Seasonality and high variability in sales
typical of the outdoor apparel market, Columbia consumers' seasonal trends typically influence customers' purchasing decisions. As temperatures around the world drop during the fall and winter seasons, the demand for Columbia's products increases, especially in the outerwear product category. Historically, outerwear is the highest selling product category contributing to the majority of Columbia's net sales. On average from 2008 to 2010, outerwear accounted for about 38 percent of Columbia's sales. Outerwear, by design, protects those wearing it from harsh, cold, and inclement weather conditions commonly encountered in the fall and winter seasons. Due to the nature of the product and market volatility, the majority of outerwear sales take place during the fall and winter months.
In 2011, approximately 65 percent of our net sales and all of our profitability were realized in the second half of the year, illustrating our dependence upon sales results in the second half of the year, as well as the less seasonal nature of our operating costs.
In terms of revenues, Columbia typically finishes the fiscal year strong and realizes most of its sales in its third and fourth quarters. However, because operating expenses occur throughout the year, sales skewed toward the fall and winter season create forecasting challenges. Columbia must determine if sales during the colder seasons will generate enough revenue to reach profit goals and cover operating costs throughout each year.
Because Columbia relies intensely on above average sales during the fall and winter seasons, historically, it faces periods of weaker growth after unseasonably warm winters. Weather phenomena, such as dramatic climate changes and the steadily increasing number of what appear to be unseasonably warm winters across the nation, are some of the most unpredictable challenges facing Columbia. An unseasonably warm winter not only results in a drop of demand for Columbia's products, but also creates hardships felt across the entire organization. For instance, in the past, unseasonably warm winters have created (1) excess inventory, (2) decisions to reduce the prices of the firm's products, (3) slow sales, (4) a drop in orders from retailers, (5) a reduction in workforce, and (6) dramatic decreases in future demand. According to the US Environmental Protection Agency,
....the average surface temperature of the Earth is likely to increase by 2 to 11.5 F by the end of the 21st century... the average rate of warming over each inhabited continent is very likely to be at least twice as large as experienced during the 20th century. The warming will differ by season, with winters warming more than summers in most areas.

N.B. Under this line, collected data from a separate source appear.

//! Closest-point and axis-projection primitives shared by the narrow phase.

use crate::math::vec2::Vec2;
use crate::shapes::LineSegment;

/// A closed range `[min, max]` on a projection axis.
#[derive(Debug, Clone, Copy, PartialEq)]
pub struct Interval {
    pub min: f64,
    pub max: f64,
}

impl Interval {
    pub fn new(min: f64, max: f64) -> Self {
        Self { min, max }
    }

    /// Smallest interval containing both values, in either order.
    pub fn spanning(p: f64, q: f64) -> Self {
        Self { min: p.min(q), max: p.max(q) }
    }

    pub fn midpoint(&self) -> f64 {
        (self.min + self.max) * 0.5
    }

    /// Widens the interval by `amount` on both ends.
    pub fn expanded(&self, amount: f64) -> Self {
        Self { min: self.min - amount, max: self.max + amount }
    }

    /// True when the two intervals are disjoint. Touching intervals are not.
    pub fn is_separated_from(&self, other: &Interval) -> bool {
        self.max < other.min || other.max < self.min
    }
}

/// Returns the point of `segment` closest to `pos`.
///
/// The segment must not be degenerate; this is asserted in debug builds.
pub fn closest_point_on_segment(pos: Vec2, segment: &LineSegment) -> Vec2 {
    let (point, _) = closest_point_with_param(pos, segment);
    point
}

/// Returns the closest point and its parameter `t` in `[0, 1]` along the segment.
pub fn closest_point_with_param(pos: Vec2, segment: &LineSegment) -> (Vec2, f64) {
    let segment_vec = segment.direction();
    let length_sq = segment_vec.magnitude_squared();
    debug_assert!(length_sq > 0.0, "closest point on degenerate segment {:?}", segment);
    if length_sq <= 0.0 {
        return (segment.a, 0.0);
    }

    let t = ((pos - segment.a).dot(segment_vec) / length_sq).clamp(0.0, 1.0);
    (segment.a + segment_vec * t, t)
}

/// Interval covered by `segment` on `axis`, widened by `thickness` on both ends.
pub fn project_segment(segment: &LineSegment, axis: Vec2, thickness: f64) -> Interval {
    Interval::spanning(segment.a.dot(axis), segment.b.dot(axis)).expanded(thickness)
}
use std::fmt::Debug;

use crate::common::SlideConfig;
use crate::math::vec2::Vec2;

/// Behaviour the slide-move resolver needs from a collision result.
///
/// Each world kind reports exactly one implementation, so discrete and
/// continuous results never meet in the same resolve call.
pub trait Contact: Copy + Debug {
    /// Unit collision normal, pointing from the obstacle towards the agent.
    fn normal(&self) -> Vec2;

    /// True when `self` should be resolved before `other`.
    fn precedes(&self, other: &Self) -> bool;

    /// Moves `position` to rest against the obstacle, given the motion that
    /// produced the contact, and returns the motion still left to apply.
    fn settle(&self, position: &mut Vec2, motion: Vec2, config: &SlideConfig) -> Vec2;
}

/// Discrete result: the agent at its advanced position overlaps an obstacle.
#[derive(Debug, Clone, Copy, PartialEq)]
pub struct Penetration {
    /// Overlap distance along `normal`.
    pub depth: f64,
    /// Points from the obstacle towards the agent.
    pub normal: Vec2,
}

impl Contact for Penetration {
    fn normal(&self) -> Vec2 {
        self.normal
    }

    /// Deepest penetration first.
    fn precedes(&self, other: &Self) -> bool {
        self.depth > other.depth
    }

    /// Applies the whole motion, then pushes out by exactly `depth`. Nothing
    /// is left to move; later iterations only push out of other obstacles.
    fn settle(&self, position: &mut Vec2, motion: Vec2, _config: &SlideConfig) -> Vec2 {
        *position += motion + self.normal * self.depth;
        Vec2::ZERO
    }
}

/// Continuous result: where along the motion first contact happens.
#[derive(Debug, Clone, Copy, PartialEq)]
pub struct TimeOfImpact {
    /// Fraction of the motion in `[0, 1]`; 0 is immediate contact.
    pub time: f64,
    /// Points from the obstacle towards the agent.
    pub normal: Vec2,
}

impl Contact for TimeOfImpact {
    fn normal(&self) -> Vec2 {
        self.normal
    }

    /// Earliest impact first.
    fn precedes(&self, other: &Self) -> bool {
        self.time < other.time
    }

    /// Advances up to the impact, steps off the wall by the repulsion
    /// offset, and keeps only the tangential part of the rest of the motion.
    fn settle(&self, position: &mut Vec2, motion: Vec2, config: &SlideConfig) -> Vec2 {
        *position += motion * self.time + self.normal * config.repulsion;
        (motion * (1.0 - self.time)).remove_component_along(self.normal)
    }
}
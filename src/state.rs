//! Shared application state.
//!
//! DESIGN
//! ======
//! `AppState` is injected into Axum handlers via the `State` extractor. It
//! owns the connection registry, the only relay-wide mutable table, behind a
//! single `tokio::sync::Mutex`. Every join, leave, broadcast and disconnect
//! runs under that lock, so all members of a room see envelopes in the same
//! order. Storage and token checks sit behind traits so tests can swap in
//! in-memory doubles.

#[cfg(test)]
#[path = "state_test.rs"]
mod state_test;

use std::collections::{HashMap, HashSet};
use std::sync::Arc;

use tokio::sync::mpsc::error::TrySendError;
use tokio::sync::{Mutex, mpsc};
use tracing::{debug, warn};
use uuid::Uuid;
use wire::{Envelope, RoomUser};

use crate::config::Config;
use crate::services::auth::{Participant, TokenVerifier};
use crate::services::shapes::ShapeRepository;

pub type ConnectionId = Uuid;

// =============================================================================
// CONNECTION
// =============================================================================

/// One live socket: who is behind it, which rooms it joined, and where its
/// outbound envelopes go.
pub struct Connection {
    pub id: ConnectionId,
    pub participant: Participant,
    pub rooms: HashSet<String>,
    pub tx: mpsc::Sender<Envelope>,
    /// Registration order, used to order presence lists.
    seq: u64,
}

// =============================================================================
// REGISTRY
// =============================================================================

/// Table of live connections keyed by connection id.
#[derive(Default)]
pub struct Registry {
    connections: HashMap<ConnectionId, Connection>,
    next_seq: u64,
}

impl Registry {
    #[must_use]
    pub fn new() -> Self {
        Self::default()
    }

    /// Add a connection with no rooms and return its id.
    pub fn register(&mut self, participant: Participant, tx: mpsc::Sender<Envelope>) -> ConnectionId {
        let id = Uuid::new_v4();
        let seq = self.next_seq;
        self.next_seq += 1;
        self.connections.insert(id, Connection { id, participant, rooms: HashSet::new(), tx, seq });
        id
    }

    pub fn unregister(&mut self, id: ConnectionId) -> Option<Connection> {
        self.connections.remove(&id)
    }

    #[must_use]
    pub fn get(&self, id: ConnectionId) -> Option<&Connection> {
        self.connections.get(&id)
    }

    /// Add `room` to the connection's set. Returns whether it was new.
    pub fn join(&mut self, id: ConnectionId, room: &str) -> bool {
        self.connections
            .get_mut(&id)
            .is_some_and(|conn| conn.rooms.insert(room.to_owned()))
    }

    /// Remove exactly `room` from the connection's set, leaving every other
    /// membership intact. Returns whether it was present.
    pub fn leave(&mut self, id: ConnectionId, room: &str) -> bool {
        self.connections
            .get_mut(&id)
            .is_some_and(|conn| conn.rooms.remove(room))
    }

    /// Members of `room` in registration order.
    #[must_use]
    pub fn members(&self, room: &str) -> Vec<&Connection> {
        let mut members: Vec<&Connection> = self
            .connections
            .values()
            .filter(|conn| conn.rooms.contains(room))
            .collect();
        members.sort_by_key(|conn| conn.seq);
        members
    }

    /// Participants in `room`, once each, in order of their first connection.
    #[must_use]
    pub fn presence(&self, room: &str) -> Vec<RoomUser> {
        let mut seen = HashSet::new();
        self.members(room)
            .into_iter()
            .filter(|conn| seen.insert(conn.participant.id))
            .map(|conn| conn.participant.room_user())
            .collect()
    }

    /// Queue `envelope` for every member of `room`. A member whose queue is
    /// full or closed misses this envelope. Returns how many were queued.
    pub fn broadcast(&self, room: &str, envelope: &Envelope) -> usize {
        let mut delivered = 0;
        for conn in self.members(room) {
            match conn.tx.try_send(envelope.clone()) {
                Ok(()) => delivered += 1,
                Err(TrySendError::Full(_)) => {
                    warn!(conn_id = %conn.id, %room, kind = envelope.kind(), "relay: outbound queue full, dropping");
                }
                Err(TrySendError::Closed(_)) => {
                    debug!(conn_id = %conn.id, %room, "relay: outbound queue closed");
                }
            }
        }
        delivered
    }

    /// Broadcast the current presence list of `room` to its members.
    pub fn broadcast_presence(&self, room: &str) -> usize {
        let envelope = Envelope::RoomUsers { users: self.presence(room) };
        self.broadcast(room, &envelope)
    }

    #[must_use]
    pub fn len(&self) -> usize {
        self.connections.len()
    }

    #[must_use]
    pub fn is_empty(&self) -> bool {
        self.connections.is_empty()
    }
}

// =============================================================================
// APP STATE
// =============================================================================

/// Shared application state, injected into Axum handlers via State extractor.
/// Clone is required by Axum; all inner fields are Arc-wrapped.
#[derive(Clone)]
pub struct AppState {
    pub registry: Arc<Mutex<Registry>>,
    pub shapes: Arc<dyn ShapeRepository>,
    pub tokens: Arc<dyn TokenVerifier>,
    pub config: Arc<Config>,
}

impl AppState {
    #[must_use]
    pub fn new(shapes: Arc<dyn ShapeRepository>, tokens: Arc<dyn TokenVerifier>, config: Config) -> Self {
        Self { registry: Arc::new(Mutex::new(Registry::new())), shapes, tokens, config: Arc::new(config) }
    }
}

// =============================================================================
// TEST HELPERS
// =============================================================================
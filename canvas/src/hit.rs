#[cfg(test)]
#[path = "hit_test.rs"]
mod hit_test;

use wire::{Point, ShapePayload};

use crate::doc::{DocStore, ShapeId};

/// Whether `pt` hits `shape`, allowing `tolerance` where the shape kind
/// defines one.
#[must_use]
pub fn hit_shape(shape: &ShapePayload, pt: Point, tolerance: f64) -> bool {
    match shape {
        ShapePayload::Rect { x, y, width, height } | ShapePayload::Text { x, y, width, height, .. } => {
            box_contains(*x, *y, *width, *height, pt)
        }
        ShapePayload::Circle { center_x, center_y, radius } => {
            let r = radius.abs();
            let d = pt.distance(Point::new(*center_x, *center_y));
            d <= r || (d - r).abs() <= tolerance
        }
        ShapePayload::Triangle { x, y, width, height } => {
            let a = Point::new(*x, *y);
            let b = Point::new(x + width, *y);
            let c = Point::new(x + width / 2.0, y + height);
            let whole = triangle_area(a, b, c);
            let parts = triangle_area(pt, b, c) + triangle_area(a, pt, c) + triangle_area(a, b, pt);
            (parts - whole).abs() <= tolerance
        }
        ShapePayload::Pencil { points } => match points.as_slice() {
            [] => false,
            [only] => pt.distance(*only) <= tolerance,
            _ => points
                .windows(2)
                .any(|seg| distance_to_segment(pt, seg[0], seg[1]) <= tolerance),
        },
    }
}

/// Every record under `pt`, most-recently-appended first.
#[must_use]
pub fn hits_at(doc: &DocStore, pt: Point, tolerance: f64) -> Vec<ShapeId> {
    doc.top_down()
        .filter(|r| hit_shape(&r.shape, pt, tolerance))
        .map(|r| r.id)
        .collect()
}

/// The top-most record under `pt` (last drawn wins).
#[must_use]
pub fn top_hit(doc: &DocStore, pt: Point, tolerance: f64) -> Option<ShapeId> {
    doc.top_down()
        .find(|r| hit_shape(&r.shape, pt, tolerance))
        .map(|r| r.id)
}

/// Shortest distance from `p` to the segment `a`–`b`.
#[must_use]
pub fn distance_to_segment(p: Point, a: Point, b: Point) -> f64 {
    let dx = b.x - a.x;
    let dy = b.y - a.y;
    let len_sq = dx * dx + dy * dy;
    if len_sq == 0.0 {
        return p.distance(a);
    }
    let t = (((p.x - a.x) * dx + (p.y - a.y) * dy) / len_sq).clamp(0.0, 1.0);
    p.distance(Point::new(a.x + t * dx, a.y + t * dy))
}

fn triangle_area(a: Point, b: Point, c: Point) -> f64 {
    ((a.x * (b.y - c.y) + b.x * (c.y - a.y) + c.x * (a.y - b.y)) / 2.0).abs()
}

/// Containment with negative extents normalised (shapes drawn up or left).
fn box_contains(x: f64, y: f64, width: f64, height: f64, pt: Point) -> bool {
    let (left, right) = if width < 0.0 { (x + width, x) } else { (x, x + width) };
    let (top, bottom) = if height < 0.0 { (y + height, y) } else { (y, y + height) };
    pt.x >= left && pt.x <= right && pt.y >= top && pt.y <= bottom
}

Moving forward, the changing weather and all the issues it creates for Columbia will be an ongoing challenge for the organization and its leaders.
Columbia's sales skewing toward the fall and winter seasons also proves its product lines mostly appeal to consumers living in locations that traditionally experience colder seasons. This is a challenge because, due to the recreation and leisure connotation of Columbia's product lines, sales and consumer demand greatly depend on "consumers" discretionary spending patterns. Similar to many other organizations, Columbia has witnessed a decrease in consumer discretionary spending attributable to the challenging economy that characterized many markets throughout the world from roughly 2007 through at least 2012. Evidence showed that during this time, consumers spent less and aggressively hunted for better bargains by abandoning brand loyalty behaviors and switching to private labels or store brands for lower prices and special offers. Specifically, these trends present Columbia with key issues because the active lifestyle apparel market is one of the few growing sectors in retail and participation in outdoor activities is also on the rise. From 2009 to 2010 for example, participation in the United States in outdoor activities such as triathlons, white water kayaking, and mountain climbing - were up 64 percent, 35 percent, and 20 percent respectively. Growth in the outdoor and active wear markets coupled with Columbia product lines' one-dimensional appeal to consumers suggest the organization isn't reaching its full potential. Columbia's leaders must examine its position in the market and industry and move forward to increase market share in spite of economically tough times.